Sustainability, Vol. 17, Pages 11200: AI Transparency and Sustainable Travel Under Climate Risk: A Geographical Perspective on Trust, Spatial Decision-Making, and Rural Destination Resilience

Fuente: Sustainability - Revista científica (MDPI)
Sustainability, Vol. 17, Pages 11200: AI Transparency and Sustainable Travel Under Climate Risk: A Geographical Perspective on Trust, Spatial Decision-Making, and Rural Destination Resilience
Sustainability doi: 10.3390/su172411200
Authors:
Aleksandra Vujko
Darjan Karabašević
Aleksa Panić
Martina Arsić
Vuk Mirčetić

Tourism is a key spatial process linking human mobility, resource consumption, and environmental change. Despite growing awareness of climate risks, sustainable travel behavior often remains inconsistent with pro-environmental attitudes, reflecting the persistent attitude–behavior gap. This study examines how psychological factors—sustainability motives, ecological identity, and climate attitudes—interact with artificial intelligence (AI) transparency to shape travel decisions with spatial and environmental consequences.

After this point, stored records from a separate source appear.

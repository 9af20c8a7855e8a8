mod config;
mod console;

use std::path::PathBuf;
use std::sync::Arc;

use anyhow::{bail, Result};
use clap::{Parser, ValueEnum};
use tracing::{info, warn};
use tracing_subscriber::EnvFilter;

use spelldrill_domain::{InputMode, Task, TaskType};
use spelldrill_services::{HttpPracticeClient, MemoryTokenStore, OfflinePracticeApi, PracticeApi};
use spelldrill_speech::{
    resolve_voice, JsonPreferenceStore, Platform, SpeechDevices, SpeechOptions,
    VoicePreferenceStore,
};
use spelldrill_tutor::{local_accuracy, PracticeRunner, SessionEnd};

use crate::config::AppConfig;
use crate::console::{BellCue, ConsoleInput, ConsoleObserver, ConsoleRecognizer, ConsoleSpeaker};

#[derive(Debug, Clone, Copy, ValueEnum)]
enum TaskTypeArg {
    Practice,
    Test,
}

impl From<TaskTypeArg> for TaskType {
    fn from(arg: TaskTypeArg) -> Self {
        match arg {
            TaskTypeArg::Practice => TaskType::Practice,
            TaskTypeArg::Test => TaskType::Test,
        }
    }
}

#[derive(Debug, Clone, Copy, ValueEnum)]
enum InputModeArg {
    TypeOnly,
    SpellOnly,
    SaySpellSay,
}

impl From<InputModeArg> for InputMode {
    fn from(arg: InputModeArg) -> Self {
        match arg {
            InputModeArg::TypeOnly => InputMode::TypeOnly,
            InputModeArg::SpellOnly => InputMode::SpellOnly,
            InputModeArg::SaySpellSay => InputMode::SaySpellSay,
        }
    }
}

#[derive(Parser, Debug)]
#[command(author, version, about = "Practice spelling words by typing or spelling aloud", long_about = None)]
struct Cli {
    /// YAML settings file; defaults to <config dir>/spelldrill/config.yaml
    #[arg(long)]
    config: Option<PathBuf>,
    /// Backend base URL, overriding the config file
    #[arg(long)]
    base_url: Option<String>,
    /// Bearer token for the backend
    #[arg(long)]
    token: Option<String>,
    /// Serve the word list locally instead of calling the backend
    #[arg(long)]
    offline: bool,
    /// Comma-separated words for an offline session
    #[arg(long, value_delimiter = ',')]
    words: Vec<String>,
    #[arg(long, value_enum, default_value = "practice")]
    task_type: TaskTypeArg,
    #[arg(long, value_enum, default_value = "type-only")]
    input_mode: InputModeArg,
    /// Disable the feedback ding
    #[arg(long)]
    no_sound: bool,
    /// Task assignment to practice
    #[arg(long, default_value = "local")]
    assignment: String,
    /// Voice identifier to use and remember
    #[arg(long)]
    voice: Option<String>,
    /// Log filter, e.g. "info" or "spelldrill_tutor=debug"
    #[arg(long)]
    log: Option<String>,
}

#[tokio::main]
async fn main() -> Result<()> {
    let cli = Cli::parse();
    let filter = match &cli.log {
        Some(directives) => EnvFilter::new(directives),
        None => EnvFilter::from_default_env(),
    };
    tracing_subscriber::fmt()
        .with_env_filter(filter)
        .with_writer(std::io::stderr)
        .init();

    let mut config = AppConfig::load(cli.config.as_deref())?;
    if let Some(base_url) = &cli.base_url {
        config.api.base_url = base_url.clone();
    }

    let task = Task::new(
        cli.assignment.as_str(),
        cli.task_type.into(),
        cli.input_mode.into(),
    )
    .with_sound(!cli.no_sound);
    let api = build_api(&cli, &config)?;
    let options = speech_options(&cli, &config);

    let input = ConsoleInput::stdin();
    let devices = SpeechDevices::acquire(
        Arc::new(ConsoleSpeaker),
        Arc::new(ConsoleRecognizer::new(input.clone())),
        Arc::new(BellCue),
        options,
    );
    println!(
        "{} {} ({})",
        if task.is_test() { "Test" } else { "Practice" },
        task.assignment_id,
        task.test_input_mode.label()
    );

    let end = PracticeRunner::new(api, devices, task)
        .with_typed_input(Box::new(input))
        .with_observer(Box::new(ConsoleObserver::default()))
        .with_timings(config.timings)
        .run()
        .await?;
    report(&end);
    Ok(())
}

fn build_api(cli: &Cli, config: &AppConfig) -> Result<Arc<dyn PracticeApi>> {
    if cli.offline || !cli.words.is_empty() {
        let words: Vec<&str> = cli
            .words
            .iter()
            .map(|w| w.trim())
            .filter(|w| !w.is_empty())
            .collect();
        if words.is_empty() {
            bail!("offline sessions need a word list, e.g. --words cat,dog,sun");
        }
        info!(words = words.len(), "using offline backend");
        return Ok(Arc::new(OfflinePracticeApi::from_texts(words)));
    }
    let token = cli.token.clone().or_else(|| config.token.clone());
    if token.is_none() {
        warn!("no token configured, requests will likely be rejected");
    }
    let tokens = Arc::new(MemoryTokenStore::new(token));
    info!(base_url = %config.api.base_url, "using backend");
    Ok(Arc::new(HttpPracticeClient::new(config.api.clone(), tokens)?))
}

fn speech_options(cli: &Cli, config: &AppConfig) -> SpeechOptions {
    let Some(store) = JsonPreferenceStore::default_location() else {
        return config.speech.clone();
    };
    if let Some(voice) = &cli.voice {
        if let Err(err) = store.set_selected_voice(voice) {
            warn!(%err, "could not save voice preference");
        }
    }
    if config.voices.is_empty() {
        let saved = cli.voice.clone().or_else(|| store.selected_voice().ok().flatten());
        return config.speech.clone().with_voice(saved.or(config.speech.voice.clone()));
    }
    let voice = resolve_voice(&store, &config.voices, Platform::Other);
    config.speech.clone().with_voice(voice)
}

fn report(end: &SessionEnd) {
    println!();
    match end {
        SessionEnd::Completed(report) => {
            let analytics = report.analytics();
            println!("{}", analytics.headline());
            println!(
                "Accuracy: {:.0}%  ({} of {} right first time, {} correct overall)",
                report.reported.accuracy_percentage,
                report.reported.correct_first_try,
                report.reported.total_words,
                report.reported.total_correct
            );
            if analytics.suggests_retry() {
                println!("Try this list again to master it.");
            }
        }
        SessionEnd::Abandoned { results } => {
            println!(
                "Session left early: {}/{} correct ({:.0}%).",
                results.correct,
                results.total,
                local_accuracy(results)
            );
        }
    }
}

Using survey data from 1795 leisure travelers and a discrete-choice experiment simulating hotel booking scenarios, the study shows that ecological identity and climate attitudes reinforce sustainability motives and intentions, while transparent AI recommendations enhance perceived clarity, data visibility, and reliability. These transparency effects amplify the influence of eco-scores on revealed spatial preferences, with trust mediating the relationship between transparency and sustainable choices. Conceptually, the study integrates psychological and technological perspectives within a geographical framework of human–environment interaction and extends this lens to rural destinations, where travel decisions directly affect cultural landscapes and climate-sensitive ecosystems. Practically, the findings demonstrate that transparent AI systems can guide spatial redistribution of tourist flows, mitigate destination-level climate pressures, and support equitable resource management in sustainable tourism planning. These mechanisms are particularly relevant for rural areas and traditional cultural landscapes facing heightened vulnerability to climate stress, depopulation, and uneven visitation patterns. Transparent and trustworthy AI can thus convert environmental awareness into spatially sustainable behavior, contributing to more resilient and balanced tourism geographies.